Comparison of retentive force values of the group ZE, the group ZP, and the subgroup ZPI at baseline

By avoiding the impact of imprecisions during manual processing steps, more precisely, variations in the application of scan spray, the IQR in group ZPI (0.21 N) could be reduced in comparison to group ZP (IQR 0.72 N); however, it still does not reach the reproducibility of group ZE (IQR 0.12 N). This means, although the manual application of scan spray was conducted by a skilled expert under standardized conditions, it represents a source of error within the digital workflow and should be subject to further investigations. Repeating the milling process with identical design and production parameters for one single specimen, it could be shown that the CAM process scarcely presented any variance and thus its impact on the overall result seems to be negligible.

Due to these promising results in terms of manufacturing accuracy, another future topic could be the approach of producing secondary crowns and framework as a monolithic workpiece [23]. This could, on condition of an acceptable passive fit, help further minimize the work effort, diminish potential sources of technical complications, and although less crucial in implant-prosthetics, reduce space requirements.

An invaluable advantage of the complete digital fabrication of double crowns is that in case of loss of retention or any other damage to the secondary crown, any part of the structure can be reproduced any number of times based on the stored data.

Conclusion

The findings of this in vitro study suggest that CAD/CAM-manufactured secondary crowns made from polyetheretherketone (PEEK) are able to provide sufficient and stable retentive force values even after artificial aging representing 10 years of clinical use.

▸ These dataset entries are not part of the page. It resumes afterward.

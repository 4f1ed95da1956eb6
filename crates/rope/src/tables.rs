//! Angle and cos/sin table builders with a shared bounded cache.
//!
//! Tables are f32 and shaped `[max_seq_len, rotate_dim / 2]`, i.e. the front
//! half of each row, so they feed the `reuse_freqs_front_part` variants and
//! [`rotary_embedding`](crate::rotary_embedding) directly.

use std::collections::HashMap;
use std::sync::atomic::{AtomicUsize, Ordering};
use std::sync::{Mutex, MutexGuard, OnceLock};

use candle_core::{Device, Tensor};
use opkit_core::{host::device_key, OpError, Result};

const TABLE_CACHE_CAPACITY: usize = 16;

static TABLE_CACHE_HITS: AtomicUsize = AtomicUsize::new(0);
static TABLE_CACHE_MISSES: AtomicUsize = AtomicUsize::new(0);

/// Current `(hits, misses)` counters of the shared table cache.
pub fn table_cache_counters() -> (usize, usize) {
    (
        TABLE_CACHE_HITS.load(Ordering::Relaxed),
        TABLE_CACHE_MISSES.load(Ordering::Relaxed),
    )
}

pub fn reset_table_cache_stats() {
    TABLE_CACHE_HITS.store(0, Ordering::Relaxed);
    TABLE_CACHE_MISSES.store(0, Ordering::Relaxed);
}

/// Angles plus their cosines and sines, all `[max_seq_len, rotate_dim / 2]`.
#[derive(Debug, Clone)]
pub struct RopeTables {
    pub freqs: Tensor,
    pub cos: Tensor,
    pub sin: Tensor,
}

/// Everything a built table depends on. Floats are keyed by bit pattern.
#[derive(Debug, Clone, PartialEq, Eq, Hash)]
pub struct TableKey {
    pub max_seq_len: usize,
    pub rotate_dim: usize,
    theta_bits: u32,
    scaling: ScalingKey,
    pub device: String,
}

#[derive(Debug, Clone, Copy, PartialEq, Eq, Hash)]
enum ScalingKey {
    None,
    Ntk(u32),
    Linear(u32),
}

impl TableKey {
    pub fn new(max_seq_len: usize, cfg: &RopeConfig, device: &Device) -> Self {
        let scaling = match cfg.scaling {
            RopeScaling::None => ScalingKey::None,
            RopeScaling::Ntk { alpha } => ScalingKey::Ntk(alpha.to_bits()),
            RopeScaling::Linear { scale } => ScalingKey::Linear(scale.to_bits()),
        };
        Self {
            max_seq_len,
            rotate_dim: cfg.rotate_dim(),
            theta_bits: cfg.rope_theta.to_bits(),
            scaling,
            device: device_key(device),
        }
    }
}

/// Bounded map evicting the least recently used key.
struct TableCache {
    capacity: usize,
    clock: u64,
    entries: HashMap<TableKey, (u64, RopeTables)>,
}

impl TableCache {
    fn new(capacity: usize) -> Self {
        Self {
            capacity,
            clock: 0,
            entries: HashMap::with_capacity(capacity + 1),
        }
    }

    fn tick(&mut self) -> u64 {
        self.clock += 1;
        self.clock
    }

    fn get(&mut self, key: &TableKey) -> Option<RopeTables> {
        let now = self.tick();
        let (used, tables) = self.entries.get_mut(key)?;
        *used = now;
        Some(tables.clone())
    }

    fn insert(&mut self, key: TableKey, value: RopeTables) {
        let now = self.tick();
        self.entries.insert(key, (now, value));
        while self.entries.len() > self.capacity {
            let Some(stale) = self
                .entries
                .iter()
                .min_by_key(|(_, (used, _))| *used)
                .map(|(key, _)| key.clone())
            else {
                break;
            };
            self.entries.remove(&stale);
        }
    }

    fn len(&self) -> usize {
        self.entries.len()
    }
}

fn table_cache() -> MutexGuard<'static, TableCache> {
    static CACHE: OnceLock<Mutex<TableCache>> = OnceLock::new();
    CACHE
        .get_or_init(|| Mutex::new(TableCache::new(TABLE_CACHE_CAPACITY)))
        .lock()
        .unwrap_or_else(|poisoned| poisoned.into_inner())
}

/// Number of geometries currently cached.
pub fn cached_table_count() -> usize {
    table_cache().len()
}

/// Position scaling applied when building tables.
#[derive(Debug, Clone, Copy, PartialEq, Default)]
pub enum RopeScaling {
    #[default]
    None,
    /// NTK-aware scaling: the base becomes `theta * alpha^(r / (r - 2))`.
    Ntk { alpha: f32 },
    /// Position interpolation: position `p` is read as `p / scale`.
    Linear { scale: f32 },
}

/// Geometry of a rotary table.
#[derive(Debug, Clone, PartialEq)]
pub struct RopeConfig {
    pub head_dim: usize,
    /// Base θ of the frequency spectrum.
    pub rope_theta: f32,
    /// Rotated width; `None` rotates the whole head.
    pub rotate_dim: Option<usize>,
    pub scaling: RopeScaling,
}

impl Default for RopeConfig {
    fn default() -> Self {
        Self {
            head_dim: 0,
            rope_theta: 10_000.0,
            rotate_dim: None,
            scaling: RopeScaling::None,
        }
    }
}

impl RopeConfig {
    pub fn rotate_dim(&self) -> usize {
        self.rotate_dim.unwrap_or(self.head_dim)
    }

    pub fn validate(&self) -> Result<()> {
        let rot = self.rotate_dim();
        if rot < 2 || rot % 2 != 0 || rot > self.head_dim {
            return Err(OpError::shape(format!(
                "rotate_dim {rot} must be even, at least 2 and at most head_dim {}",
                self.head_dim
            )));
        }
        if !(self.rope_theta > 0.0) {
            return Err(OpError::argument("rope_theta", "must be positive"));
        }
        match self.scaling {
            RopeScaling::Ntk { alpha } if !(alpha >= 1.0) => Err(OpError::argument(
                "scaling",
                format!("NTK alpha must be >= 1, got {alpha}"),
            )),
            RopeScaling::Linear { scale } if !(scale >= 1.0) => Err(OpError::argument(
                "scaling",
                format!("interpolation scale must be >= 1, got {scale}"),
            )),
            _ => Ok(()),
        }
    }
}

fn build_tables(max_seq_len: usize, cfg: &RopeConfig, device: &Device) -> Result<RopeTables> {
    let rot = cfg.rotate_dim();
    let half = rot / 2;
    let mut base = cfg.rope_theta as f64;
    let mut position_scale = 1.0f64;
    match cfg.scaling {
        RopeScaling::None => {}
        RopeScaling::Ntk { alpha } => {
            base *= (alpha as f64).powf(rot as f64 / (rot as f64 - 2.0).max(1.0));
        }
        RopeScaling::Linear { scale } => position_scale = 1.0 / scale as f64,
    }

    let inv_freqs: Vec<f64> = (0..half)
        .map(|i| base.powf(-((2 * i) as f64) / rot as f64))
        .collect();

    let mut freqs = Vec::with_capacity(max_seq_len * half);
    for pos in 0..max_seq_len {
        let pos = pos as f64 * position_scale;
        freqs.extend(inv_freqs.iter().map(|inv| pos * inv));
    }
    let cos: Vec<f32> = freqs.iter().map(|a| a.cos() as f32).collect();
    let sin: Vec<f32> = freqs.iter().map(|a| a.sin() as f32).collect();
    let freqs: Vec<f32> = freqs.into_iter().map(|a| a as f32).collect();

    Ok(RopeTables {
        freqs: Tensor::from_vec(freqs, (max_seq_len, half), device)?,
        cos: Tensor::from_vec(cos, (max_seq_len, half), device)?,
        sin: Tensor::from_vec(sin, (max_seq_len, half), device)?,
    })
}

/// Returns cached tables for this geometry, building them on a miss.
pub fn rope_tables(max_seq_len: usize, cfg: &RopeConfig, device: &Device) -> Result<RopeTables> {
    if max_seq_len == 0 {
        return Err(OpError::argument("max_seq_len", "must be non-zero"));
    }
    cfg.validate()?;

    let key = TableKey::new(max_seq_len, cfg, device);
    if let Some(tables) = table_cache().get(&key) {
        TABLE_CACHE_HITS.fetch_add(1, Ordering::Relaxed);
        log::debug!("rope table cache hit: {key:?}");
        return Ok(tables);
    }
    TABLE_CACHE_MISSES.fetch_add(1, Ordering::Relaxed);
    log::debug!("rope table cache miss: {key:?}");

    let tables = build_tables(max_seq_len, cfg, device)?;
    let mut cache = table_cache();
    if let Some(existing) = cache.get(&key) {
        return Ok(existing);
    }
    cache.insert(key, tables.clone());
    Ok(tables)
}

/// Angle table shaped `[max_seq_len, 1, 1, rotate_dim / 2]` for the sbhd and
/// thd variants.
pub fn freqs_table(max_seq_len: usize, cfg: &RopeConfig, device: &Device) -> Result<Tensor> {
    let tables = rope_tables(max_seq_len, cfg, device)?;
    let half = cfg.rotate_dim() / 2;
    Ok(tables.freqs.reshape((max_seq_len, 1, 1, half))?)
}

/// `(cos, sin)` shaped `[max_seq_len, rotate_dim / 2]`.
pub fn cos_sin_tables(max_seq_len: usize, cfg: &RopeConfig, device: &Device) -> Result<(Tensor, Tensor)> {
    let tables = rope_tables(max_seq_len, cfg, device)?;
    Ok((tables.cos, tables.sin))
}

Based on these data, PEEK secondary crowns could offer an efficient and appropriate alternative to electroformed secondary crowns used in removable implant prosthetics and forward the integration into the digital workflow. Further clinical investigations on the long-term behavior and survival rates under clinical conditions are necessary. As the higher IQRs of PEEK secondary crowns can be attributed to systemic inaccuracies, particularly with regard to manual processing steps, future scientific efforts should also address this issue.